While Babylon boasted canals, levees, and reservoirs, any disruption in Euphrates flow—whether by human design or natural flood—was catastrophic. The strategy attributed to Cyrus illustrates how control over water could undermine even the mightiest walls.
Conclusion: Water as a Weapon and a Weakness
The ancient world’s dependence on local or engineered water sources created both great ingenuity and great fragility. Cities that mastered hydraulic management flourished, but in times of crisis—whether siege, epidemic, or sabotage—their water systems became points of vulnerability. The targeting or collapse of water infrastructure was not merely collateral damage; it was often central to the strategy of war or the spread of disease.

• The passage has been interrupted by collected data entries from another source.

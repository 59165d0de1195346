//! Weighted score aggregation.

use crate::detectors::ScoreFactor;
use crate::models::features::FeatureSnapshot;
use crate::models::profile::ParameterProfile;
use crate::models::signal::FactorScore;

/// A detector's final score plus its per-factor breakdown.
#[derive(Debug, Clone)]
pub struct ScoreBreakdown {
    pub total: f64,
    pub factor_scores: Vec<FactorScore>,
}

/// Weighted sum over a detector's factors. Factor outputs are taken as-is
/// (each factor clips its own range); only the final total is clamped to
/// [0, 100], so weight sets above 1.0 act as bonus headroom rather than
/// overflowing the scale.
pub fn weighted_score(
    factors: &[ScoreFactor],
    snapshot: &FeatureSnapshot,
    profile: &ParameterProfile,
) -> ScoreBreakdown {
    let mut factor_scores = Vec::with_capacity(factors.len());
    let mut total = 0.0;
    for factor in factors {
        let score = factor.evaluate(snapshot, profile);
        total += factor.weight * score;
        factor_scores.push(FactorScore {
            name: factor.name.to_string(),
            weight: factor.weight,
            score,
        });
    }
    ScoreBreakdown {
        total: total.clamp(0.0, 100.0),
        factor_scores,
    }
}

These episodes remind us that in antiquity, control of water was synonymous with control of life, and its loss could bring even the most powerful urban centers to their knees.
Appendix
Endnotes
- Dan Gill, “Hezekiah’s Tunnel Reexamined,” Biblical Archaeology Review 20, no. 4 (1994): 45–49.
- Flavius Josephus, The Jewish War, trans. G.A. Williamson (London: Penguin Classics, 1981), 5.12.4–5.
- Thucydides, The Peloponnesian War, trans. Richard Crawley (New York: Modern Library, 1982), 2.47–2.54.
- A.M. Wilson, The Infrastructure of the Roman City (Cambridge: Cambridge University Press, 2003), 129.
- Procopius, Wars of Justinian, trans. H.B. Dewing (Cambridge: Harvard University Press, 1914), 5.22.
- Appian, The Punic Wars, trans. Horace White (London: Macmillan, 1899), 128–135.
- Herodotus, Histories, trans. Aubrey de Sélincourt (London: Penguin Classics, 2003), 1.191.
Bibliography
- Appian. The Punic Wars. Translated by Horace White. London: Macmillan, 1899.
- Gill, Dan. “Hezekiah’s Tunnel Reexamined.” Biblical Archaeology Review 20, no. 4 (1994): 45–49.
- Herodotus. Histories. Translated by Aubrey de Sélincourt. London: Penguin Classics, 2003.
- Josephus, Flavius. The Jewish War. Translated by G.A. Williamson. London: Penguin Classics, 1981.
- Procopius. Wars of Justinian. Translated by H.B. Dewing. Cambridge: Harvard University Press, 1914.
- Thucydides. The Peloponnesian War. Translated by Richard Crawley. New York: Modern Library, 1982.
- Wilson, A.M. The Infrastructure of the Roman City. Cambridge: Cambridge University Press, 2003.